§ THE DATA:
▬▬▬▬▬▬▬▬▬▬

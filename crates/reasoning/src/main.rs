use anyhow::Result;
use clap::{Parser, Subcommand};
use std::path::PathBuf;
use tokio::io::BufReader;

use reasoning::cli::commands;
use reasoning::config::{Config, StoreBackend};
use reasoning::pipeline::GenerateRequest;

#[derive(Parser)]
#[command(name = "reasoning")]
#[command(
  about = "Reasoning - Scientific Reasoning Chain Generator\nRetrieves similar studies and drafts a new experimental reasoning chain"
)]
#[command(version = concat!(env!("CARGO_PKG_VERSION"), ", courtesy of Kernelle Software"))]
struct Cli {
  /// YAML configuration file
  #[arg(long, global = true, env = "REASONING_CONFIG")]
  config: Option<PathBuf>,

  /// Vector store location (overrides configuration)
  #[arg(long, global = true)]
  store: Option<PathBuf>,

  /// Vector store backend: lancedb or memory
  #[arg(long, global = true)]
  backend: Option<StoreBackend>,

  /// Enable verbose logging
  #[arg(short, long, global = true)]
  verbose: bool,

  #[command(subcommand)]
  command: Command,
}

#[derive(Subcommand)]
enum Command {
  /// Generate a reasoning chain for a research question
  Generate {
    /// The research question
    #[arg(required_unless_present = "interactive", conflicts_with = "interactive")]
    question: Option<String>,
    /// Keep asking for questions on stdin until 'quit'
    #[arg(short, long)]
    interactive: bool,
    /// Number of reference studies to retrieve
    #[arg(short = 'k', long)]
    top_k: Option<usize>,
    /// Generation model to use
    #[arg(short, long)]
    model: Option<String>,
    /// Sampling temperature in [0, 1]
    #[arg(short, long)]
    temperature: Option<f32>,
    /// Print the outcome as JSON
    #[arg(long)]
    json: bool,
  },
  /// Embed a JSONL corpus of reasoning chains into the vector store
  Index {
    /// Corpus file, one reasoning chain per line
    corpus: PathBuf,
    /// Discard the existing store first
    #[arg(long)]
    reset: bool,
    /// Embedding requests in flight at once
    #[arg(short, long)]
    concurrency: Option<usize>,
  },
  /// Show the number of records in the vector store
  Count,
}

fn load_config(cli: &Cli) -> Result<Config> {
  let mut config = Config::load(cli.config.as_deref())?;
  if let Some(store) = &cli.store {
    config.store_path = store.clone();
  }
  if let Some(backend) = cli.backend {
    config.store_backend = backend;
  }
  Ok(config)
}

async fn handle(command: Command, mut config: Config) -> Result<bool> {
  match command {
    Command::Generate { question, interactive, top_k, model, temperature, json } => {
      if let Some(temperature) = temperature {
        config.temperature = temperature;
        config.validate()?;
      }
      let request = GenerateRequest { question: question.unwrap_or_default(), top_k, model };
      if interactive {
        let stdin = BufReader::new(tokio::io::stdin());
        commands::generate_interactive(&config, request, json, stdin).await?;
        return Ok(true);
      }
      commands::generate(&config, request, json).await
    }
    Command::Index { corpus, reset, concurrency } => {
      commands::index(&config, &corpus, reset, concurrency).await?;
      Ok(true)
    }
    Command::Count => {
      commands::count(&config).await?;
      Ok(true)
    }
  }
}

#[tokio::main]
async fn main() -> Result<()> {
  let cli = Cli::parse();
  bentley::init(cli.verbose);

  let config = load_config(&cli)?;
  if !handle(cli.command, config).await? {
    std::process::exit(1);
  }
  Ok(())
}
//! Axum router configuration for all endpoints

use axum::{
  routing::{get, post},
  Router,
};
use std::sync::Arc;

use crate::server::handlers;
use crate::server::AppState;

/// Create the main application router
pub fn create_router(state: Arc<AppState>) -> Router {
  Router::new()
    // Status and version endpoints
    .route("/status", get(handlers::status))
    .route("/version", get(handlers::version))
    // Generation
    .route("/chains/generate", post(handlers::generate_chain))
    .with_state(state)
}

#[cfg(test)]
mod tests {
  use super::*;
  use axum::body::{to_bytes, Body};
  use axum::http::{Request, StatusCode};
  use serde_json::{json, Value};
  use std::time::Duration;
  use tower::ServiceExt;

  use crate::embedding::{EmbeddingClient, MockEmbeddingService};
  use crate::error::ServiceError;
  use crate::generation::{GenerationClient, MockCompletionService};
  use crate::model::{Provenance, ReasoningChain, Record};
  use crate::pipeline::{Pipeline, PipelineSettings};
  use crate::prompt::PromptBuilder;
  use crate::retriever::Retriever;
  use crate::retry::{Backoff, RetryPolicy};
  use crate::store::{MemoryStore, VectorStore};

  async fn app(completion: MockCompletionService) -> Router {
    let mut store = MemoryStore::new();
    store
      .upsert(
        vec![1.0, 0.0],
        Record {
          id: "W1".to_string(),
          summary_text: Record::summary_for("Stress and neurogenesis", "Does stress matter?"),
          full_payload: ReasoningChain {
            problem_decomposition: "p".to_string(),
            data: "d".to_string(),
            method: "m".to_string(),
            conclusion: "c".to_string(),
          },
          provenance: Provenance {
            title: "Stress and neurogenesis".to_string(),
            year: Some(2012),
            ..Provenance::default()
          },
        },
      )
      .await
      .unwrap();
    let store: Arc<dyn VectorStore> = Arc::new(store);

    let mut embedding = MockEmbeddingService::new();
    embedding.expect_embed().returning(|_| Ok(vec![1.0, 0.0]));
    let policy = RetryPolicy::new(2, Duration::from_secs(5), Backoff::none());

    let pipeline = Pipeline::new(
      Retriever::new(Arc::new(EmbeddingClient::new(Arc::new(embedding), policy.clone())), store.clone()),
      PromptBuilder::default(),
      GenerationClient::new(Arc::new(completion), policy, 3000),
      PipelineSettings { default_top_k: 5, model: "qwen3-max".to_string(), temperature: 0.7 },
    );

    create_router(Arc::new(AppState {
      pipeline,
      store,
      embedding_model: "text-embedding-v4".to_string(),
    }))
  }

  async fn post_generate(app: Router, body: Value) -> (StatusCode, Value) {
    post_raw(app, &body.to_string()).await
  }

  #[tokio::test]
  async fn test_status_reports_record_count() {
    let app = app(MockCompletionService::new()).await;
    let request = Request::builder().uri("/status").body(Body::empty()).unwrap();

    let response = app.oneshot(request).await.unwrap();
    assert_eq!(response.status(), StatusCode::OK);

    let bytes = to_bytes(response.into_body(), usize::MAX).await.unwrap();
    let body: Value = serde_json::from_slice(&bytes).unwrap();
    assert_eq!(body["status"], "healthy");
    assert_eq!(body["records"], 1);
    assert_eq!(body["generation_model"], "qwen3-max");
    assert!(body["transaction_id"].is_string());
  }

  #[tokio::test]
  async fn test_generate_success() {
    let mut completion = MockCompletionService::new();
    completion.expect_complete().returning(|_| {
      Ok(
        json!({"problem_decomposition": "p", "data": "d", "method": "m", "conclusion": "c"})
          .to_string(),
      )
    });

    let (status, body) =
      post_generate(app(completion).await, json!({"question": "Does stress matter?"})).await;

    assert_eq!(status, StatusCode::OK);
    assert_eq!(body["status"], "success");
    assert_eq!(body["reasoning_chain"]["conclusion"], "c");
    assert_eq!(body["references"][0]["title"], "Stress and neurogenesis");
    assert!(body.get("errors").is_none());
  }

  #[tokio::test]
  async fn test_generate_auth_failure_maps_to_bad_gateway() {
    let mut completion = MockCompletionService::new();
    completion.expect_complete().times(1).returning(|_| Err(ServiceError::auth("HTTP 401")));

    let (status, body) =
      post_generate(app(completion).await, json!({"question": "Does stress matter?"})).await;

    assert_eq!(status, StatusCode::BAD_GATEWAY);
    assert_eq!(body["status"], "error");
    assert_eq!(body["error_kind"], "auth_error");
    assert_eq!(body["stage"], "generating");
    assert_eq!(body["errors"][0]["key"], "auth_error");
    assert!(body.get("reasoning_chain").is_none());
  }

  #[tokio::test]
  async fn test_generate_zero_top_k_is_bad_request() {
    let (status, body) = post_generate(
      app(MockCompletionService::new()).await,
      json!({"question": "Does stress matter?", "top_k": 0}),
    )
    .await;

    assert_eq!(status, StatusCode::BAD_REQUEST);
    assert_eq!(body["error_kind"], "validation_error");
    assert_eq!(body["stage"], "retrieving");
  }

  async fn post_raw(app: Router, body: &str) -> (StatusCode, Value) {
    let request = Request::builder()
      .method("POST")
      .uri("/chains/generate")
      .header("content-type", "application/json")
      .body(Body::from(body.to_string()))
      .unwrap();

    let response = app.oneshot(request).await.unwrap();
    let status = response.status();
    let bytes = to_bytes(response.into_body(), usize::MAX).await.unwrap();
    (status, serde_json::from_slice(&bytes).unwrap())
  }

  #[tokio::test]
  async fn test_undecodable_bodies_fail_as_validation_errors() {
    let bodies = [
      (r#"{"top_k": 3}"#, "question"),
      (r#"{"question": "q", "top_k": -1}"#, "-1"),
      ("not json", "JSON"),
    ];

    for (body, detail) in bodies {
      let mut completion = MockCompletionService::new();
      completion.expect_complete().times(0);

      let (status, json) = post_raw(app(completion).await, body).await;

      assert_eq!(status, StatusCode::BAD_REQUEST, "{body}");
      assert_eq!(json["status"], "error");
      assert_eq!(json["error_kind"], "validation_error");
      assert_eq!(json["stage"], "idle");
      assert!(json["message"].as_str().unwrap().contains(detail), "{body}: {}", json["message"]);
      assert_eq!(json["errors"][0]["key"], "validation_error");
    }
  }
}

▬▬▬▬▬▬▬▬▬▬

§ EXERCISE:
Please give an exact copy of the lines above, beginning with the line containing "flight at once" and running through the line containing "let mut config", and of no other lines.

§ SOLUTION TO THE EXERCISE:
    /// Embedding requests in flight at once
    #[arg(short, long)]
    concurrency: Option<usize>,
  },
  /// Show the number of records in the vector store
  Count,
}

fn load_config(cli: &Cli) -> Result<Config> {
  let mut config = Config::load(cli.config.as_deref())?;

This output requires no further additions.